具体例を読んで意味がわかると、1段落目で筆者が言いたかったことが理解できる、ということもあります。
つながりを考える
「英語の長文を読んでいて、前半部分は理解できたけれど、中盤から読めなくなってしまう」という高校生も多いですが、これは「段落ごとのつながりを意識できていない」ことが原因です。

長文を読む際は、途中途中で出題される問題を必死に考えていたり、少し難しい英文の構文になまされたりと、その場その場で発生する目の前のことに集中してしまいます。
そうすると、直前の段落や前半部分の内容を忘れてしまい、「長文を最初から読み返さないと!!」と時間だけがどんどんかかることに……。

無駄な時間を解消するためには、段落ごとの内容を簡単にメモしておくのがおすすめです。もし、内容を忘れてもメモを見れば、短時間で把握できます。
また、筆者の考えや出題者の意図が理解できない原因は、つながりを意識せずに、目の前の英文だけに集中してしまっているからです。
「いったん少し前の段落から振り返ってみる」という方法がストレスも少なくおすすめなので、ぜひ試してみてください!
状況をイメージする
日本語の意味を考えることに集中してしまい、「文章に書かれている状況がイメージできていない」ことも、英語長文が読めない原因のひとつです。

共通テストの英語では、出来事を時系列にあわせて並べ替える問題が出てきますが、頭の中で状況をイメージしながら読めていれば簡単に解けます。
しかし、文字だけで意味を捉えようとしたり、日本語訳することばかりを意識してしまうと、状況が浮かばずに、内容を忘れてしまいやすいです。
英語の長文を読むときには、文字だけで意味を追わずに、内容を映像・画像としてイメージすると、ストレスなく読めて理解しやすくなるでしょう。
ちなみに、状況をイメージするのは小説や物語だけでなく、論説文でも同じです。

例えば、環境破壊に関する長文であれば、海が汚れている様子や、木が伐採されている様子などをイメージすると良いでしょう。
一定のスピードではなく強弱をつけて読む
英語の長文を、スピードの強弱をつけずに読んでいる高校生も多いです。

一定のスピードで読んでいることが原因で、後半で構文が難しくなったり、内容が抽象的になったりしても、意味をしっかりと理解しないままささっと進んでいる場合がよくあります。
簡単な文は速いスピードで読む、少し難しい文は意味を理解できるようにゆっくり読む、といった強弱をつけることがポイントです。
また、構文については、全部の文に「S」や「V」などを書いている時間はないので、複雑な構文のときにカッコでくくってみたり、読むスピードを少し遅くしてみたりしましょう。
さらに、一文が長く複雑な場合は、カンマごとに意味を整理するなど、丁寧に読む必要があります。

ちなみに、一単語ごとに読んでいると時間がかかるので、熟語やイディオムなどのかたまりで読むことを意識するとスピードが早くなります。
その長文ならではの重要語を理解する
英語の長文を読んでいると、その文章に何度も出てくるような重要語に気づくと思います。
重要語の内容が、固有名詞だったり抽象的な単語だったりする場合、単語の意味を理解していないと長文が読めない原因になります。

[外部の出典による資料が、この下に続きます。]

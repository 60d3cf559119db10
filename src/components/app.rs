use web_sys::Element;
use yew::prelude::*;

use super::gear_scroll::GearScroll;
use crate::config::GearConfig;
use crate::model::ScrollCommand;
use crate::util::scroll_container_by;

const SECTION_COUNT: usize = 8;

#[derive(Properties, PartialEq, Clone)]
pub struct AppProps {
    #[prop_or_default]
    pub config: GearConfig,
}

/// Host page: one scrollable panel driven by the gear.
#[function_component(App)]
pub fn app(props: &AppProps) -> Html {
    let panel_ref = use_node_ref();

    let on_scroll = {
        let panel_ref = panel_ref.clone();
        Callback::from(move |command: ScrollCommand| {
            if let Some(panel) = panel_ref.cast::<Element>() {
                scroll_container_by(&panel, &command);
            }
        })
    };

    html! {
        <div id="root" style="position:relative; width:100vw; height:100vh;">
            <GearScroll on_scroll={on_scroll} config={props.config.clone()} />
            <div
                ref={panel_ref}
                id="scroll-panel"
                style="position:relative; height:100vh; overflow-y:auto; padding:96px 64px 64px; box-sizing:border-box;"
            >
                { for (1..=SECTION_COUNT).map(|i| html! {
                    <section key={i} style="min-height:60vh; max-width:720px; margin:0 auto 48px; border:1px solid #30363d; border-radius:12px; padding:24px;">
                        <h2>{ format!("Section {i}") }</h2>
                        <p>{ "Drag the gear clockwise to scroll down, counter-clockwise to scroll up." }</p>
                    </section>
                }) }
            </div>
        </div>
    }
}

重要語の意味が捉えられていない場合は、1段落目に戻るのもおすすめです。
なぜなら、1段落目では「この単語はこういう現象のことを指しています」のように、定義を説明している場合が多いからです。
また、単語の重要度を見極めることも意識しましょう。
長文のなかで5〜10回ほど出てくる単語は重要語と判断して大丈夫ですが、例えば「教授の肩書き(例:〇〇大学〇〇専門の〇〇)」などはそれほど重要ではないので、1つずつ読んでいては時間がもったいないです。
論理関係を意識する
英語の長文が読めないという高校生は、文章の論理関係が意識できていないことが多いです。
例えば、「However」という単語があった場合、「前の文とは反対の内容が書かれている」と意識できれば、「However」以降の文の意味がよくわからなくても、前の文から意味を予測することができます。

ただし、すべての「and」や「but」が同じように重要というわけではないので、「and」や「but」などが出てきたや機械的に全部に印をつけるのはおすすめできません。
重要ではない「and」や「but」(例:名詞と名詞をつなぐ「and」)に印をつけてしまうと、重要な「and」や「but」、意識すべき「and」や「but」がわからなくなってしまいます。
同じように、すべての文に「/(スラッシュ)」を書いている高校生もいますが、時間がもったいないので、本当に意味がある部分だけに書くようにしましょう。
言い換える意識を常に持つ
英語の長文をストレスなく読むためには、「これってつまりどういうこと?」「ということは?」のように、言い換える意識を持つようにしましょう。

文章のなかで、具体的な内容が続いたときも、「筆者はこれからこういうことが言いたいのかな?」と、筆者の意図を考えることがとても重要です。
単に文字だけを追うのではなく、筆者の言いたいことを考えながら読むことで、問題で問われたときの得点力にもつながります。
ただし、「文章の流れがこうだから、きっとこうなんだろうな」と考え方が完全に逆になっていないかには注意しましょう。
前の文章から勝手に先に筆者の意図を予想するのではなく、「文章を読んで、実際に書かれていることを理解し、それを言い換える」という順番が大切です。
長文の問題集・参考書を解いているときに諦めない
大学受験本番についてのアドバイスではありませんが、普段の勉強で『関正生のThe Rules英語長文問題集』などの英語長文の問題集や参考書を使っているときに、「諦めない」ことも大切です。
長文が読めない、ストレスを感じるからといってあっさり諦めてしまっている高校生が多いです。

長文を読むためには、英単語・英熟語の知識、文法の知識などさまざまなことが必要で、大変なのは十分わかります。
しかし、「状況をイメージする」「重要語を意識する」「論理関係を意識する」など、ストレスなく読むための勉強法を試さないで諦めてしまうのはもったいないです。
参考書や問題集を使った普段の勉強から、わからなくても何とか食らいつくような、粘り強い姿勢を培っておかないと、大学受験本番でも長文が読めないという結果になってしまいます。

『関正生のThe Rules英語長文問題集』では、問題が12問ありますが、単に終わらせただけでは成績は伸びず、「ちゃんと食らいついた人」が伸びるのです。
普段の勉強では、大学受験本番のように制限時間が決まっているわけではないので、わからない文があったときにも、意味を理解しようと粘ることが大切です。
理解しようと考えているときや、頭を使っているときにこそ、記憶に残りやすく自分自身の成長にもつながります。
まとめ

英語の長文が読めない、苦手だという高校生も多いと思いますが、この記事でご紹介したように、「状況をイメージする」「重要語を意識する」といった勉強法を取り入れることで、ストレスなく読めるようになります。
また、長文が読めないとストレスになって、途中で諦めてしまう高校生もいますが、何とか食らいついて、粘っているときにこそ成長します。
英語の長文が読めるようになるのは簡単ではありませんが、ぜひ参考書や問題集を使った日々の勉強でも諦めないことを意識し、努力していきましょう!